#### Exercise objective
Scan the material below for the string "HeaderValue", and copy every line where it shows up.

━━━━━ Information given

impl VersionLedger {
    /// Ledger for a freshly created artifact: version 1, no history.
    pub fn new_artifact(
        title: String,
        content: String,
        metadata: Metadata,
        now: DateTime<Utc>,
    ) -> Self {
        Self {
            current: CurrentState { title, content, metadata, version: 1, updated_at: now },
            history: VecDeque::new(),
            total_edit_count: 0,
        }
    }

    /// Rebuilds a ledger from persisted row state. `history` is expected
    /// newest-first, as the stores persist it.
    pub fn from_parts(
        current: CurrentState,
        history: Vec<VersionSnapshot>,
        total_edit_count: i64,
    ) -> Self {
        let mut history: VecDeque<VersionSnapshot> = history.into();
        history.truncate(RETENTION_CAP);
        Self { current, history, total_edit_count }
    }

    pub fn current(&self) -> &CurrentState {
        &self.current
    }

    pub fn version(&self) -> i64 {
        self.current.version
    }

    pub fn total_edit_count(&self) -> i64 {
        self.total_edit_count
    }

    /// Snapshots persisted with the artifact row, newest first.
    pub fn history(&self) -> impl Iterator<Item = &VersionSnapshot> {
        self.history.iter()
    }

    /// Applies a mutation: snapshots the pre-mutation state and advances
    /// the version when title or content changed, otherwise leaves the
    /// version and history untouched. The live fields are updated either
    /// way so metadata-only changes still persist.
    pub fn record_mutation(
        &mut self,
        new_title: String,
        new_content: String,
        new_metadata: Metadata,
        now: DateTime<Utc>,
    ) -> MutationOutcome {
        let title_changed = self.current.title != new_title;
        let content_changed = self.current.content != new_content;
        let metadata_changed = self.current.metadata != new_metadata;

        if !title_changed && !content_changed {
            if metadata_changed {
                self.current.metadata = new_metadata;
                self.current.updated_at = now;
            }
            return MutationOutcome::Unchanged { metadata_changed };
        }

        self.history.push_front(VersionSnapshot {
            version: self.current.version,
            title: self.current.title.clone(),
            content: self.current.content.clone(),
            metadata: self.current.metadata.clone(),
            updated_at: self.current.updated_at,
            content_length: self.current.content.chars().count(),
            title_changed,
            content_changed,
        });
        self.history.truncate(RETENTION_CAP);

        let new_version = self.current.version + 1;
        self.current = CurrentState {
            title: new_title,
            content: new_content,
            metadata: new_metadata,
            version: new_version,
            updated_at: now,
        };
        self.total_edit_count += 1;

        MutationOutcome::Edited { new_version, title_changed, content_changed }
    }

    /// Looks up a version by number. The current version is synthesized
    /// from live state (change flags false: there is nothing to compare
    /// against within this call); older versions are scanned from
    /// history. Versions evicted by the retention cap are gone — that is
    /// the accepted lossy-history tradeoff.
    pub fn get_version(&self, version_number: i64) -> Option<VersionSnapshot> {
        if version_number == self.current.version {
            return Some(VersionSnapshot {
                version: self.current.version,
                title: self.current.title.clone(),
                content: self.current.content.clone(),
                metadata: self.current.metadata.clone(),
                updated_at: self.current.updated_at,
                content_length: self.current.content.chars().count(),
                title_changed: false,
                content_changed: false,
            });
        }

        self.history.iter().find(|snapshot| snapshot.version == version_number).cloned()
    }

    /// Newest-first version summaries, at most `limit` (default page
    /// size [`VERSION_PAGE_LIMIT`] — intentionally smaller than the
    /// retention depth).
    pub fn list_versions(&self, limit: Option<usize>) -> Vec<VersionSummary> {
        self.history
            .iter()
            .take(limit.unwrap_or(VERSION_PAGE_LIMIT))
            .map(|snapshot| VersionSummary {
                version: snapshot.version,
                title: snapshot.title.clone(),
                updated_at: snapshot.updated_at,
                content_length: snapshot.content_length,
                changes: change_tags(snapshot),
            })
            .collect()
    }

    /// Restores to a prior version by replaying its fields through the
    /// normal mutation path: the pre-restore state is snapshotted and
    /// the version moves forward, never backward.
    pub fn restore(&mut self, version_number: i64, now: DateTime<Utc>) -> Option<MutationOutcome> {
        let target = self.get_version(version_number)?;
        Some(self.record_mutation(target.title, target.content, target.metadata, now))
    }

    /// Summary-level comparison of two versions.
    pub fn diff(&self, from_version: i64, to_version: i64) -> Option<VersionDiff> {
        let from = self.get_version(from_version)?;
        let to = self.get_version(to_version)?;

        let title_changed = from.title != to.title;
        Some(VersionDiff {
            from_version,
            to_version,
            title_changed,
            old_title: title_changed.then(|| from.title.clone()),
            new_title: title_changed.then(|| to.title.clone()),
            content_length_change: to.content_length as i64 - from.content_length as i64,
            metadata_changed: from.metadata != to.metadata,
        })
    }
}
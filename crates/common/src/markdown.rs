// Heading-based title extraction and search snippets for markdown content.

use crate::types::TITLE_MAX_CHARS;

/// Snippet length used by list/search previews.
pub const SNIPPET_MAX_CHARS: usize = 200;

/// Derives a title from markdown content.
///
/// Priority: first `#` heading anywhere in the text, then first `##`
/// heading, then first non-empty line, then the cleaned content itself
/// (reachable only when the content is all whitespace). The heading scan
/// is line-anchored, so an H1 later in the document still wins over an
/// earlier H2.
pub fn extract_title(content: &str) -> String {
    extract_title_with_limit(content, TITLE_MAX_CHARS)
}

pub fn extract_title_with_limit(content: &str, max_chars: usize) -> String {
    if content.is_empty() {
        return "Untitled".to_owned();
    }

    let cleaned = content.trim();

    if let Some(heading) = first_heading(cleaned, 1) {
        return truncate_chars(heading, max_chars);
    }
    if let Some(heading) = first_heading(cleaned, 2) {
        return truncate_chars(heading, max_chars);
    }

    if let Some(line) = cleaned.lines().map(str::trim).find(|line| !line.is_empty()) {
        return truncate_chars(line, max_chars);
    }

    truncate_chars(cleaned, max_chars)
}

/// Generates a preview snippet: trimmed content, truncated with an
/// ellipsis when it exceeds the limit.
pub fn snippet(content: &str) -> String {
    snippet_with_limit(content, SNIPPET_MAX_CHARS)
}

pub fn snippet_with_limit(content: &str, max_chars: usize) -> String {
    let cleaned = content.trim();
    if cleaned.chars().count() <= max_chars {
        return cleaned.to_owned();
    }
    format!("{}...", truncate_chars(cleaned, max_chars))
}

/// Returns the text of the first line that is a heading of exactly
/// `level` (`#` count), or `None`.
fn first_heading(content: &str, level: usize) -> Option<&str> {
    content.lines().find_map(|line| heading_text(line, level))
}

fn heading_text(line: &str, level: usize) -> Option<&str> {
    let hashes = line.chars().take_while(|c| *c == '#').count();
    if hashes != level {
        return None;
    }
    let rest = &line[level..];
    if !rest.starts_with(|c: char| c.is_whitespace()) {
        return None;
    }
    let text = rest.trim();
    (!text.is_empty()).then_some(text)
}

fn truncate_chars(value: &str, max_chars: usize) -> String {
    value.chars().take(max_chars).collect()
}
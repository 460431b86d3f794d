mod api;
mod auth;
mod config;
mod db;
mod error;
mod mcp;
mod store;
mod validation;

use anyhow::Context;
use axum::{
    body::Body,
    extract::DefaultBodyLimit,
    http::{header::HeaderValue, Request, StatusCode},
    middleware::{self, Next},
    response::{IntoResponse, Response},
    routing::get,
    Router,
};
use std::{sync::Arc, time::Instant};
use tokio::net::TcpListener;
use tower_http::cors::{Any, CorsLayer};
use tracing::{error, info, warn};

use crate::{
    auth::{api_keys::ApiKeyStore, jwt::JwtAccessTokenService, middleware::AuthState},
    config::ServerConfig,
    store::ArtifactStore,
    validation::MAX_REST_BODY_BYTES,
};

#[tokio::main]
async fn main() -> anyhow::Result<()> {
    let config = ServerConfig::from_env();

    tracing_subscriber::fmt()
        .with_env_filter(
            tracing_subscriber::EnvFilter::try_new(&config.log_filter)
                .unwrap_or_else(|_| tracing_subscriber::EnvFilter::new("info")),
        )
        .init();

    if config.is_dev_jwt_secret() {
        warn!("running with the development JWT secret; set VELLUM_JWT_SECRET in production");
    }

    let jwt = Arc::new(
        JwtAccessTokenService::new(&config.jwt_secret).context("invalid vellum JWT secret")?,
    );

    let (store, api_keys) = match &config.database_url {
        Some(url) => {
            let pool = db::pool::create_pg_pool(url, db::pool::PoolConfig::from_env())
                .await
                .context("failed to create postgres pool")?;
            db::migrations::run_migrations(&pool).await.context("failed to run migrations")?;
            db::pool::check_pool_health(&pool).await.context("postgres health check failed")?;
            info!("connected to postgres");
            (ArtifactStore::Postgres(pool.clone()), ApiKeyStore::Postgres(pool))
        }
        None => {
            warn!("VELLUM_DATABASE_URL not set; artifacts and api keys are in-memory only");
            (ArtifactStore::in_memory(), ApiKeyStore::in_memory())
        }
    };

    let auth = AuthState { jwt, api_keys };
    let cors = config.cors_origins.as_deref().map(cors_layer);
    let app = build_app(store, auth, cors);

    let listener = TcpListener::bind(config.listen_addr)
        .await
        .with_context(|| format!("failed to bind listener on {}", config.listen_addr))?;

    info!(listen_addr = %config.listen_addr, "starting vellum server");

    axum::serve(listener, app)
        .with_graceful_shutdown(shutdown_signal())
        .await
        .context("vellum server exited unexpectedly")
}

fn build_app(store: ArtifactStore, auth: AuthState, cors: Option<CorsLayer>) -> Router {
    let mcp_router = mcp::router(store.clone()).route_layer(middleware::from_fn_with_state(
        auth.clone(),
        auth::middleware::require_bearer_auth,
    ));

    let mut router = Router::new()
        .route("/healthz", get(healthz))
        .merge(api::build_router(store, auth))
        .merge(mcp_router);

    if let Some(cors) = cors {
        router = router.layer(cors);
    }

    apply_middleware(router)
}

fn apply_middleware(router: Router) -> Router {
    router
        .layer(DefaultBodyLimit::max(MAX_REST_BODY_BYTES))
        .layer(middleware::from_fn(request_context_middleware))
        .layer(middleware::from_fn(panic_handler))
}

fn cors_layer(origins: &str) -> CorsLayer {
    if origins.trim() == "*" {
        return CorsLayer::new().allow_origin(Any).allow_methods(Any).allow_headers(Any);
    }
    let origins: Vec<HeaderValue> =
        origins.split(',').filter_map(|origin| origin.trim().parse().ok()).collect();
    CorsLayer::new().allow_origin(origins).allow_methods(Any).allow_headers(Any)
}

async fn healthz() -> (StatusCode, &'static str) {
    (StatusCode::OK, "ok")
}

async fn shutdown_signal() {
    let ctrl_c = async {
        tokio::signal::ctrl_c().await.expect("failed to install Ctrl+C handler");
    };

    #[cfg(unix)]
    let terminate = async {
        tokio::signal::unix::signal(tokio::signal::unix::SignalKind::terminate())
            .expect("failed to install SIGTERM handler")
            .recv()
            .await;
    };

    #[cfg(not(unix))]
    let terminate = std::future::pending::<()>();

    tokio::select! {
        _ = ctrl_c => {}
        _ = terminate => {}
    }

    info!("shutdown signal received");
}

async fn panic_handler(request: Request<Body>, next: Next) -> Response {
    match tokio::spawn(async move { next.run(request).await }).await {
        Ok(response) => response,
        Err(join_error) => {
            error!(?join_error, "request handling panicked");
            StatusCode::INTERNAL_SERVER_ERROR.into_response()
        }
    }
}

/// Assigns every request an id (honoring an inbound `x-request-id`),
/// scopes it so error bodies can echo it, and logs one completion line.
async fn request_context_middleware(request: Request<Body>, next: Next) -> Response {
    let request_id = error::request_id_from_headers_or_generate(request.headers());

    let method = request.method().clone();
    let path = request.uri().path().to_owned();
    let started_at = Instant::now();

    let mut response =
        error::with_request_id_scope(request_id.clone(), next.run(request)).await;

    error::attach_request_id_header(&mut response, &request_id);

    info!(
        request_id = %request_id,
        method = %method,
        path = %path,
        status = response.status().as_u16(),
        latency_ms = started_at.elapsed().as_millis() as u64,
        "request completed"
    );

    response
}

#[cfg(test)]
mod tests {
    use std::sync::Arc;

    use axum::{
        body::Body,
        http::{Method, Request, StatusCode},
        routing::{get, post},
        Router,
    };
    use tower::ServiceExt;

    use super::{apply_middleware, build_app};
    use crate::{
        auth::{api_keys::ApiKeyStore, jwt::JwtAccessTokenService, middleware::AuthState},
        store::ArtifactStore,
        validation::MAX_REST_BODY_BYTES,
    };

    fn test_app() -> Router {
        let auth = AuthState {
            jwt: Arc::new(
                JwtAccessTokenService::new("vellum_test_secret_that_is_definitely_long_enough")
                    .expect("test jwt service should initialize"),
            ),
            api_keys: ApiKeyStore::in_memory(),
        };
        build_app(ArtifactStore::in_memory(), auth, None)
    }

    #[tokio::test]
    async fn health_check_has_request_id_header() {
        let response = test_app()
            .oneshot(
                Request::builder()
                    .uri("/healthz")
                    .body(Body::empty())
                    .expect("healthz request should build"),
            )
            .await
            .expect("healthz request should succeed");

        assert_eq!(response.status(), StatusCode::OK);
        assert!(response.headers().contains_key("x-request-id"));
    }

    #[tokio::test]
    async fn inbound_request_id_is_echoed() {
        let response = test_app()
            .oneshot(
                Request::builder()
                    .uri("/healthz")
                    .header("x-request-id", "req-from-client")
                    .body(Body::empty())
                    .expect("healthz request should build"),
            )
            .await
            .expect("healthz request should succeed");

        assert_eq!(response.headers()["x-request-id"], "req-from-client");
    }

    #[tokio::test]
    async fn protected_surfaces_require_auth() {
        for (method, uri) in
            [(Method::GET, "/v1/artifacts"), (Method::POST, "/mcp"), (Method::GET, "/v1/api-keys")]
        {
            let response = test_app()
                .oneshot(
                    Request::builder()
                        .method(method)
                        .uri(uri)
                        .body(Body::empty())
                        .expect("request should build"),
                )
                .await
                .expect("request should return a response");

            assert_eq!(response.status(), StatusCode::UNAUTHORIZED, "{uri}");
        }
    }

    #[tokio::test]
    async fn panic_handler_returns_internal_server_error() {
        async fn panic_route() -> &'static str {
            panic!("test panic");
        }

        let app = apply_middleware(Router::new().route("/panic", get(panic_route)));

        let response = app
            .oneshot(
                Request::builder()
                    .uri("/panic")
                    .body(Body::empty())
                    .expect("panic request should build"),
            )
            .await
            .expect("panic request should return a response");

        assert_eq!(response.status(), StatusCode::INTERNAL_SERVER_ERROR);
    }

    #[tokio::test]
    async fn request_body_limit_is_enforced() {
        async fn echo(body: String) -> String {
            body
        }

        let oversized_body = "a".repeat(MAX_REST_BODY_BYTES + 1);
        let app = apply_middleware(Router::new().route("/echo", post(echo)));

        let response = app
            .oneshot(
                Request::builder()
                    .method(Method::POST)
                    .uri("/echo")
                    .header("content-type", "text/plain")
                    .body(Body::from(oversized_body))
                    .expect("echo request should build"),
            )
            .await
            .expect("echo request should return a response");

        assert_eq!(response.status(), StatusCode::PAYLOAD_TOO_LARGE);
    }
}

━━━━━━━━━━

#### The completed task
    http::{header::HeaderValue, Request, StatusCode},
    let origins: Vec<HeaderValue> =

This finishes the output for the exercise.